_DATA EXTRACTS_
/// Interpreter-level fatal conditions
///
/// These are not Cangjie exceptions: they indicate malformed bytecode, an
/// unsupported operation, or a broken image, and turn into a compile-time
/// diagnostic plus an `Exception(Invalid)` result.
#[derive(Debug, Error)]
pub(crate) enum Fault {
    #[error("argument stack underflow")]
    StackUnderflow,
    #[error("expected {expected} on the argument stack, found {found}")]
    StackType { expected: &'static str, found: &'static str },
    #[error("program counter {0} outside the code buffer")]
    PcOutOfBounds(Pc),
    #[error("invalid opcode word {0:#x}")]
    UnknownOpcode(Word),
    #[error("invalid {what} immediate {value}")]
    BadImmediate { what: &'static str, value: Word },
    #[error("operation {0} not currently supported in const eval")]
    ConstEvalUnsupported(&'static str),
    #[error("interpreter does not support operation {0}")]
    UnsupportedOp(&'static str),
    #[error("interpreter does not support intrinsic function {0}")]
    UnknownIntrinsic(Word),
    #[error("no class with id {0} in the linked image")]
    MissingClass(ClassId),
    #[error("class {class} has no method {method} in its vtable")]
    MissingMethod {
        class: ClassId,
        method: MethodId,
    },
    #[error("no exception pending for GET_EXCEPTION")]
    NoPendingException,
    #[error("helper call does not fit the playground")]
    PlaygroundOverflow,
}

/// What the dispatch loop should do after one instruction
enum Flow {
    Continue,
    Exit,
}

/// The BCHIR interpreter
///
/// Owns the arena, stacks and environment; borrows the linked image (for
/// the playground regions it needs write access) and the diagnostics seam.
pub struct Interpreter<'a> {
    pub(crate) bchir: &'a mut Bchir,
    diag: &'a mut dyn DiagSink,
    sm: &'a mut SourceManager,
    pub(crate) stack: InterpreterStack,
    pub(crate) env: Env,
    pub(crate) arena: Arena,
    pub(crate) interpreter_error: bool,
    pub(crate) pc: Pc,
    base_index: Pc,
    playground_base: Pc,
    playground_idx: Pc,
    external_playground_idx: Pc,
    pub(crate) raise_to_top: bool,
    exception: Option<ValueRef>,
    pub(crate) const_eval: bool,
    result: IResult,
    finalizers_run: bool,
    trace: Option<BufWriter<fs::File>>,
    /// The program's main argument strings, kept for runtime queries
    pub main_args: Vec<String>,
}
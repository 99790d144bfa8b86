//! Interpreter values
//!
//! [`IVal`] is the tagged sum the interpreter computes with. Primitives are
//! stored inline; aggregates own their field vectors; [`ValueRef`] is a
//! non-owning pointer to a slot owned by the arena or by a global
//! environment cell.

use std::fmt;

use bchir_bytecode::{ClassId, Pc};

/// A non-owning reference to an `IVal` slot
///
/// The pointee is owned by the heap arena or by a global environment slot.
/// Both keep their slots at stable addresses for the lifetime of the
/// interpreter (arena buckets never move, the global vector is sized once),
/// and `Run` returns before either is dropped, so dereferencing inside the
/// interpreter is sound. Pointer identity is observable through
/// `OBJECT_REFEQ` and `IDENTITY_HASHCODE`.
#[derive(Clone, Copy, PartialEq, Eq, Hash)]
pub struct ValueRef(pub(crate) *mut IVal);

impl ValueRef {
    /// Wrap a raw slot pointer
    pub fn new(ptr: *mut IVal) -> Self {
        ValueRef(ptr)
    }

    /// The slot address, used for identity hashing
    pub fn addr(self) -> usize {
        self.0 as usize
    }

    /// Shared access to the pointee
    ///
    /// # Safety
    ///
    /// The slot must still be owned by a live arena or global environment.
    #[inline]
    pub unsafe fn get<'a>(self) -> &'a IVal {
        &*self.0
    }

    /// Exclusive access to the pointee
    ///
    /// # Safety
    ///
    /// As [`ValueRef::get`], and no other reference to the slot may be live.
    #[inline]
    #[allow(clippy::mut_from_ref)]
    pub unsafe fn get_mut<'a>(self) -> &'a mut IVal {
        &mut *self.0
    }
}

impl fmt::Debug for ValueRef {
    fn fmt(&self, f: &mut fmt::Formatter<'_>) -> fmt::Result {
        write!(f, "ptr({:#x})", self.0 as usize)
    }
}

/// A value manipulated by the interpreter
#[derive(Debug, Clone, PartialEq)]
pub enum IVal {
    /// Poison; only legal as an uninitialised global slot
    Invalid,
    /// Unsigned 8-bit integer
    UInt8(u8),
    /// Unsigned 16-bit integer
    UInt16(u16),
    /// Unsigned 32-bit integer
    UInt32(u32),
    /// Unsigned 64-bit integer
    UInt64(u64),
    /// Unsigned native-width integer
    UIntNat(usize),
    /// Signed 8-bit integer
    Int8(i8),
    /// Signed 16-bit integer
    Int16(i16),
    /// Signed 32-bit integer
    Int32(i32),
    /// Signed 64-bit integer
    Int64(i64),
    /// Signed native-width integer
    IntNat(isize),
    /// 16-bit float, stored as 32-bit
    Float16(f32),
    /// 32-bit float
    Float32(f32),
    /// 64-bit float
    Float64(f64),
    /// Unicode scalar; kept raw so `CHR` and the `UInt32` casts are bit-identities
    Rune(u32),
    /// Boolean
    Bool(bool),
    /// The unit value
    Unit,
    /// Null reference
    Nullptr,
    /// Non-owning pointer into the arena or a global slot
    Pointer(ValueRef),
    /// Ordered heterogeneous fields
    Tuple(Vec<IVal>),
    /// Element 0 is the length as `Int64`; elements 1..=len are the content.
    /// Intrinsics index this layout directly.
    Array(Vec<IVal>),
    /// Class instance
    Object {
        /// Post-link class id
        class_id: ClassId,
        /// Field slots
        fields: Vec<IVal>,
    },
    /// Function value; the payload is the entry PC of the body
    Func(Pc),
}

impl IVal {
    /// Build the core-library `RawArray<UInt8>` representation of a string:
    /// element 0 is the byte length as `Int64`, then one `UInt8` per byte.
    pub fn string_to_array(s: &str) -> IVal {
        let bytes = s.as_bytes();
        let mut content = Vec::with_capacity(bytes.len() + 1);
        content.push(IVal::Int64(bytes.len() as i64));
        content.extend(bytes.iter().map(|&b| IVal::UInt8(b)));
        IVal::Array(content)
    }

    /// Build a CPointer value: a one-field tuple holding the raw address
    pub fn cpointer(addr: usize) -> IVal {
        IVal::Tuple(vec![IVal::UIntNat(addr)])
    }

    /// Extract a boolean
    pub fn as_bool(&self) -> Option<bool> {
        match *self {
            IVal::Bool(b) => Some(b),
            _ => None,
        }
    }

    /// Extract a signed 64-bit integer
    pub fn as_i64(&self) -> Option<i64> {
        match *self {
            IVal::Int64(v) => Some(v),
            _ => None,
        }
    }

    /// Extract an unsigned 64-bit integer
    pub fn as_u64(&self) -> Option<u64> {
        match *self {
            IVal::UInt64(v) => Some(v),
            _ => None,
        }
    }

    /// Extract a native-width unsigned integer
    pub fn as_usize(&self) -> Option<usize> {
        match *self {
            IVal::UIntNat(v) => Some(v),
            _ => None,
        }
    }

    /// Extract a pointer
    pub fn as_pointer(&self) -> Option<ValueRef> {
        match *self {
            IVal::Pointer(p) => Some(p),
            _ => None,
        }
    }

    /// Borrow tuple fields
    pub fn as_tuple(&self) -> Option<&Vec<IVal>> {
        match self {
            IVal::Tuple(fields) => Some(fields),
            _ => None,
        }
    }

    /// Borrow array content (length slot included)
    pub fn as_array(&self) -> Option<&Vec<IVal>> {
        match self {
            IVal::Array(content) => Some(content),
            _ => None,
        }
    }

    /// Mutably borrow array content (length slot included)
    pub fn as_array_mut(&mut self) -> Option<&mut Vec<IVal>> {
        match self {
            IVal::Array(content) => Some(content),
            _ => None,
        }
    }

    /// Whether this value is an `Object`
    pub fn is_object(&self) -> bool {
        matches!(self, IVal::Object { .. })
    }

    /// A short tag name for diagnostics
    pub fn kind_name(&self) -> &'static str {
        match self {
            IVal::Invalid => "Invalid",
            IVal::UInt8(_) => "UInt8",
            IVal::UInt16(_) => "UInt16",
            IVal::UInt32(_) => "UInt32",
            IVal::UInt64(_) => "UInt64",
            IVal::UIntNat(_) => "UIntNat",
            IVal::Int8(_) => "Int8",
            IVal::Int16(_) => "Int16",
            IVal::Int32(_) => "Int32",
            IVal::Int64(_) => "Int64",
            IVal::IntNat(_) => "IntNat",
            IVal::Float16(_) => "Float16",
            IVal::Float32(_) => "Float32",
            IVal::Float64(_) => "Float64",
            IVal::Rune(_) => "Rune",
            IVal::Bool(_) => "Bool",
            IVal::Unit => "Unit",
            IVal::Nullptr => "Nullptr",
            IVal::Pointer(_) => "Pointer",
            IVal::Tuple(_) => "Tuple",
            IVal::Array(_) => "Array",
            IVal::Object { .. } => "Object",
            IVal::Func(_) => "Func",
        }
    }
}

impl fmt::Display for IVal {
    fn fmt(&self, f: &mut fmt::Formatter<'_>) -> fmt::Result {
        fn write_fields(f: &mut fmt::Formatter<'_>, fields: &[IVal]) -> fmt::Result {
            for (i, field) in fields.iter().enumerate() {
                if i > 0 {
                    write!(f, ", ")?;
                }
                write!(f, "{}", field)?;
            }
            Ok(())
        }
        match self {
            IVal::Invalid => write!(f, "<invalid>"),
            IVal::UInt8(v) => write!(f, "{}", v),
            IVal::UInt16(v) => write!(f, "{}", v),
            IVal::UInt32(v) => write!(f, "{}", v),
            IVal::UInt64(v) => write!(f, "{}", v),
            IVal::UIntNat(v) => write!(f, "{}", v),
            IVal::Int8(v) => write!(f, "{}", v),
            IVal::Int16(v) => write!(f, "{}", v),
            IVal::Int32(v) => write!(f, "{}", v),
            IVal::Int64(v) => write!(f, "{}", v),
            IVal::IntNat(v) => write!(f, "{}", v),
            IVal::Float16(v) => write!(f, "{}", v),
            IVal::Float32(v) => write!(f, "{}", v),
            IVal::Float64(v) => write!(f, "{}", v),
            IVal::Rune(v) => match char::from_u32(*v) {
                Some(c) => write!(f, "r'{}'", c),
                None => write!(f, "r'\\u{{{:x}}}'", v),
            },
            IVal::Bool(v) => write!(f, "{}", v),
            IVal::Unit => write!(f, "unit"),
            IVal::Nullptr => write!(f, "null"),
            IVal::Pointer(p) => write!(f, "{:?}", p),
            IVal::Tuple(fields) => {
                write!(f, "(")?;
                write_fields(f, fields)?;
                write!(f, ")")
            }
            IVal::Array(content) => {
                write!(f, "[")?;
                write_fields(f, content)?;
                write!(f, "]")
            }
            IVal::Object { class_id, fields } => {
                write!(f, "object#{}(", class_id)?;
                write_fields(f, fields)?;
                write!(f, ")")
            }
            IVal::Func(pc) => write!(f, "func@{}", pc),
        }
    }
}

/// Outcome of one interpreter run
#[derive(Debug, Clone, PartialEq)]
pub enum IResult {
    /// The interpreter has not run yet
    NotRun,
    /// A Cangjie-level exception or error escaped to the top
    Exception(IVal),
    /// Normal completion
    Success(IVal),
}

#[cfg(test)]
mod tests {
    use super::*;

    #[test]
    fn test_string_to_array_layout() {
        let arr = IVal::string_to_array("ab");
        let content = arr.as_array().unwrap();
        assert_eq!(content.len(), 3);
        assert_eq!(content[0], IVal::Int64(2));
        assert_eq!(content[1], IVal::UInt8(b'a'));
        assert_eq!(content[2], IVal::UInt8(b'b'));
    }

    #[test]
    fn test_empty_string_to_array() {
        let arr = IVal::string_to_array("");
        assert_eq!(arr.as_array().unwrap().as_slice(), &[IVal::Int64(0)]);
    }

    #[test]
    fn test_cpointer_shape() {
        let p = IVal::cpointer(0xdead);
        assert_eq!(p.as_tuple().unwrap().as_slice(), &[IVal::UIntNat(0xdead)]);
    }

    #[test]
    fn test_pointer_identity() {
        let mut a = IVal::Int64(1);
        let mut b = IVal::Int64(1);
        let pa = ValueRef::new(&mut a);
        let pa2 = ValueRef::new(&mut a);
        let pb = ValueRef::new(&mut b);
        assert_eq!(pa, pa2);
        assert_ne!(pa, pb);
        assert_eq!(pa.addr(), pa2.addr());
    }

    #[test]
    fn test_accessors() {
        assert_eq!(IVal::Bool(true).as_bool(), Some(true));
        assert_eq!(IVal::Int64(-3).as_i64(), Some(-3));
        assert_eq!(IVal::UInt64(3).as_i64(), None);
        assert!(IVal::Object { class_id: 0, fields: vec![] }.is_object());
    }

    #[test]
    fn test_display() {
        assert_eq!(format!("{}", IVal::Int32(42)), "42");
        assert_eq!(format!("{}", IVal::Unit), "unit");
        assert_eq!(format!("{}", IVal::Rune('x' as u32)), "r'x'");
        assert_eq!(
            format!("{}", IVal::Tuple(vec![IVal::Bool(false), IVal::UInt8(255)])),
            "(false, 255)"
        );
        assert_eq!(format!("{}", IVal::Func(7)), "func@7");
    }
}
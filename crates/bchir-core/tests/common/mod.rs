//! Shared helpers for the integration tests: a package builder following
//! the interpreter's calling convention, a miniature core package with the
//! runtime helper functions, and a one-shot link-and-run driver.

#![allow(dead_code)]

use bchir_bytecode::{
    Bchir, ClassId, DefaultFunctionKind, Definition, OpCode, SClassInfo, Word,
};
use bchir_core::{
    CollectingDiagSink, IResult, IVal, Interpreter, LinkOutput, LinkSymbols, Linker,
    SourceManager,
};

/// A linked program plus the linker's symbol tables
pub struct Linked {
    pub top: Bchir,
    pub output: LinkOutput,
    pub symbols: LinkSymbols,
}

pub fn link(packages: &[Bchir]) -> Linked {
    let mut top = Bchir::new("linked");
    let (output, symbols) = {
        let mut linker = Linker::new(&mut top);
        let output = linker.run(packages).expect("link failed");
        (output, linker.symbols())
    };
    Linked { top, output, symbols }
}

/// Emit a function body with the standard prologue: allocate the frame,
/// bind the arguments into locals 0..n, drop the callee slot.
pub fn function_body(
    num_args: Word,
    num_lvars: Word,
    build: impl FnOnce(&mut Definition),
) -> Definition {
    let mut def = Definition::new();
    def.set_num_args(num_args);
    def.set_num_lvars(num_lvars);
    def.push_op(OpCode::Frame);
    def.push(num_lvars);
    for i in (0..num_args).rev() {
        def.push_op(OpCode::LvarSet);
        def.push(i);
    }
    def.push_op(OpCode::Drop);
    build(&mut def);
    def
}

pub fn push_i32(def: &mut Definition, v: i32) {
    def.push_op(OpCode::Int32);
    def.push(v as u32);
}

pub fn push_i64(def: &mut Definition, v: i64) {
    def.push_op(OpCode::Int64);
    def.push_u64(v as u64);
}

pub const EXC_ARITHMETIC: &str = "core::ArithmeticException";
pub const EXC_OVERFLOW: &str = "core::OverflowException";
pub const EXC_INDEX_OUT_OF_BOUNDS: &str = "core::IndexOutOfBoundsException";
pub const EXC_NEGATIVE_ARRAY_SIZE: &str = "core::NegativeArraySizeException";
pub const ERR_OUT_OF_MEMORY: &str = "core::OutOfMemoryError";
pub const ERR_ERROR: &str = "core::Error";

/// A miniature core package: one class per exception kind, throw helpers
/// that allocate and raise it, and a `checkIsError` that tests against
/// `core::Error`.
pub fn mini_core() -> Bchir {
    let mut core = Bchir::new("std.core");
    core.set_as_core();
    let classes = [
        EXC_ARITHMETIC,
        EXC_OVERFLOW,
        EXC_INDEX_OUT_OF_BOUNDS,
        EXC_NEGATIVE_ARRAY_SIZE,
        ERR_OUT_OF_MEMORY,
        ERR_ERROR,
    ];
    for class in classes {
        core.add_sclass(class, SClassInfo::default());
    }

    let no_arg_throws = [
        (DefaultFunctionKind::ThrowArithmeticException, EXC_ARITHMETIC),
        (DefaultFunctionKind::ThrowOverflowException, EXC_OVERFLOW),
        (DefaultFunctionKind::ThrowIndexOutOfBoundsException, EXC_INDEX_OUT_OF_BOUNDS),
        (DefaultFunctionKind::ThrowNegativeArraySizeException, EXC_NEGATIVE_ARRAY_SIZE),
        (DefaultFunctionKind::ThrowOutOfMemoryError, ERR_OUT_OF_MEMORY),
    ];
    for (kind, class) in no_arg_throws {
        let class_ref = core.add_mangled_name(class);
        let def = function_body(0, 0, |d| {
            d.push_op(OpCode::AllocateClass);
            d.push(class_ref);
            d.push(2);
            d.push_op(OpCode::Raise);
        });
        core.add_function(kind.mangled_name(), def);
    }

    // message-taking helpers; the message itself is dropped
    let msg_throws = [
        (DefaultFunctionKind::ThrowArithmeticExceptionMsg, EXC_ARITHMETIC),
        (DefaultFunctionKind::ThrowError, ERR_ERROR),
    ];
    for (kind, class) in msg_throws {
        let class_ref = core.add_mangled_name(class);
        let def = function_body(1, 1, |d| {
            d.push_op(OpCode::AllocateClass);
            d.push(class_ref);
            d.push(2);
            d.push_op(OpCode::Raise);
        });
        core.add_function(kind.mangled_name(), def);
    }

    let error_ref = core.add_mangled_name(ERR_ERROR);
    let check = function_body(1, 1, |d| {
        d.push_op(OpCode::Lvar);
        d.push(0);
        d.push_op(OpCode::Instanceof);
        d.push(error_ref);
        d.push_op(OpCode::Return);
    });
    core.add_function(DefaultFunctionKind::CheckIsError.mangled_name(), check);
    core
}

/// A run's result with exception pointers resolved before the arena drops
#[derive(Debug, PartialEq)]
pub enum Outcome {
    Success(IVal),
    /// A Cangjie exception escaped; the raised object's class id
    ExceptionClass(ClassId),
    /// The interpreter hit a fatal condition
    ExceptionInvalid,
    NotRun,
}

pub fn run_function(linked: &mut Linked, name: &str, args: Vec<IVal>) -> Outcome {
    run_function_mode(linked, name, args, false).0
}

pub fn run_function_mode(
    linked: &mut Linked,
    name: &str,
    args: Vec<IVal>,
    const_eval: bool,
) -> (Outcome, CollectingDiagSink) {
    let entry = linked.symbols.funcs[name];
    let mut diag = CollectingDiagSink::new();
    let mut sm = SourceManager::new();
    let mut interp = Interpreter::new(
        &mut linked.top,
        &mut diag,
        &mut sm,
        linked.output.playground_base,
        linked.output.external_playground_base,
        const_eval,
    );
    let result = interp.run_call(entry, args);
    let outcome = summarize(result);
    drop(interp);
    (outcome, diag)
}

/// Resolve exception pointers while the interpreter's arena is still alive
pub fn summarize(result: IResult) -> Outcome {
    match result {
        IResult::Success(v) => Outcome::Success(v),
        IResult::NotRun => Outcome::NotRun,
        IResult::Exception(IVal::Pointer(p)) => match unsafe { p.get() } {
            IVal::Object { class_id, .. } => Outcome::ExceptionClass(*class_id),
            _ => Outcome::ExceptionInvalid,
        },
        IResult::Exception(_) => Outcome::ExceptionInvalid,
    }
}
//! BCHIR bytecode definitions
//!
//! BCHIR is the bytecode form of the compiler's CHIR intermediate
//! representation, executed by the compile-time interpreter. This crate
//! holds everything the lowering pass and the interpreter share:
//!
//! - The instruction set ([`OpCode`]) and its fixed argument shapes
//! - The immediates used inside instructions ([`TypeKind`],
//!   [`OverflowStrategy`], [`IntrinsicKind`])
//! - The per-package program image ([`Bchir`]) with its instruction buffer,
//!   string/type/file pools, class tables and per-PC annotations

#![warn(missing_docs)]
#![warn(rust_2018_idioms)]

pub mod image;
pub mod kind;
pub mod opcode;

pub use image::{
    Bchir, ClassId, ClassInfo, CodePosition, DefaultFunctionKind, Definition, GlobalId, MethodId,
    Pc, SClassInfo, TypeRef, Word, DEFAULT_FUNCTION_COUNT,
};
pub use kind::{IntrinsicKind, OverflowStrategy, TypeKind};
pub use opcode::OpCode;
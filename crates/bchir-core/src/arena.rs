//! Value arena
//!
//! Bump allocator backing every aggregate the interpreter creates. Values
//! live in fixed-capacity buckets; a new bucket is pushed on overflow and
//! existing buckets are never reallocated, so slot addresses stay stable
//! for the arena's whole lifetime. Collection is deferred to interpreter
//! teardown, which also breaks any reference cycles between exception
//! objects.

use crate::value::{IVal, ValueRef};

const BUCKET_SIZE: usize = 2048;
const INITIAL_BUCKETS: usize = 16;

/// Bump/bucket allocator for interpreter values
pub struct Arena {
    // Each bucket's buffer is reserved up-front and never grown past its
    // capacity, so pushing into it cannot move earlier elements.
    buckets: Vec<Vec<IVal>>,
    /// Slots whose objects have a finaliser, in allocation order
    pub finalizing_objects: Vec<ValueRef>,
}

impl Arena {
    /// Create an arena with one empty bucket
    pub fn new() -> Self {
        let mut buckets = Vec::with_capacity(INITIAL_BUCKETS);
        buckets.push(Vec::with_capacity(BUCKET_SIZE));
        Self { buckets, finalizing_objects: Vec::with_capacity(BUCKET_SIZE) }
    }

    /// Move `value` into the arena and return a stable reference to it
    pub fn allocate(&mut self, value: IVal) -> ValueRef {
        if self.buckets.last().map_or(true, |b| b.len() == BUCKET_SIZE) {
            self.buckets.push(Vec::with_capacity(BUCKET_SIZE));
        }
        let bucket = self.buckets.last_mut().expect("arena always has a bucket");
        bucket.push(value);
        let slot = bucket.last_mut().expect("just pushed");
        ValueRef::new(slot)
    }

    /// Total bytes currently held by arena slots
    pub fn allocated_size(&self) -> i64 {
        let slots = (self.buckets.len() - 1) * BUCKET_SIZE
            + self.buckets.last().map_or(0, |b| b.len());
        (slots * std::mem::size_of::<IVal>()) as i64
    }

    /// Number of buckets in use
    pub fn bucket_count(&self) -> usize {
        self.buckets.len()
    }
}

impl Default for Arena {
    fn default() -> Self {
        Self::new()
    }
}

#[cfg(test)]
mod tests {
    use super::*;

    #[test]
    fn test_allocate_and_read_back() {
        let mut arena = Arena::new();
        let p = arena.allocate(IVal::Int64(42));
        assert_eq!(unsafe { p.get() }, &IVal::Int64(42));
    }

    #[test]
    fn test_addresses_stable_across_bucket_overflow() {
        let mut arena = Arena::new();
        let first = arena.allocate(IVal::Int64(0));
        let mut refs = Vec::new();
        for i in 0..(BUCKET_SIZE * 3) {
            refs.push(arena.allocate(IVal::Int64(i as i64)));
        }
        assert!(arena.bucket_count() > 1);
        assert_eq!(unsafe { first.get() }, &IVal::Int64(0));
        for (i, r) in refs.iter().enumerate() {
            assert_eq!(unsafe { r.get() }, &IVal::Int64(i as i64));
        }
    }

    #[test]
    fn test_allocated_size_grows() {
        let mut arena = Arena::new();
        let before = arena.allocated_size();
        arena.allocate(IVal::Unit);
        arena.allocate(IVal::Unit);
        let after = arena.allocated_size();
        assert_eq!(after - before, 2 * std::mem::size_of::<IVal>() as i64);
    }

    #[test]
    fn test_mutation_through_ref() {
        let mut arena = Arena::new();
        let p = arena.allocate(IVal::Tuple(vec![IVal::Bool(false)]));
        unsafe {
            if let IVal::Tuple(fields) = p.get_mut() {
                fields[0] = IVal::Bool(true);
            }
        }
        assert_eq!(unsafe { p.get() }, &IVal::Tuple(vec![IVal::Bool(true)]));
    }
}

_EXERCISE REQUIREMENTS_
In the material above, find each line containing the word "UIntNat" and copy it.

_TASK SOLUTION_
    UIntNat(usize),
        IVal::Tuple(vec![IVal::UIntNat(addr)])
            IVal::UIntNat(v) => Some(v),
            IVal::UIntNat(_) => "UIntNat",
            IVal::UIntNat(v) => write!(f, "{}", v),
        assert_eq!(p.as_tuple().unwrap().as_slice(), &[IVal::UIntNat(0xdead)]);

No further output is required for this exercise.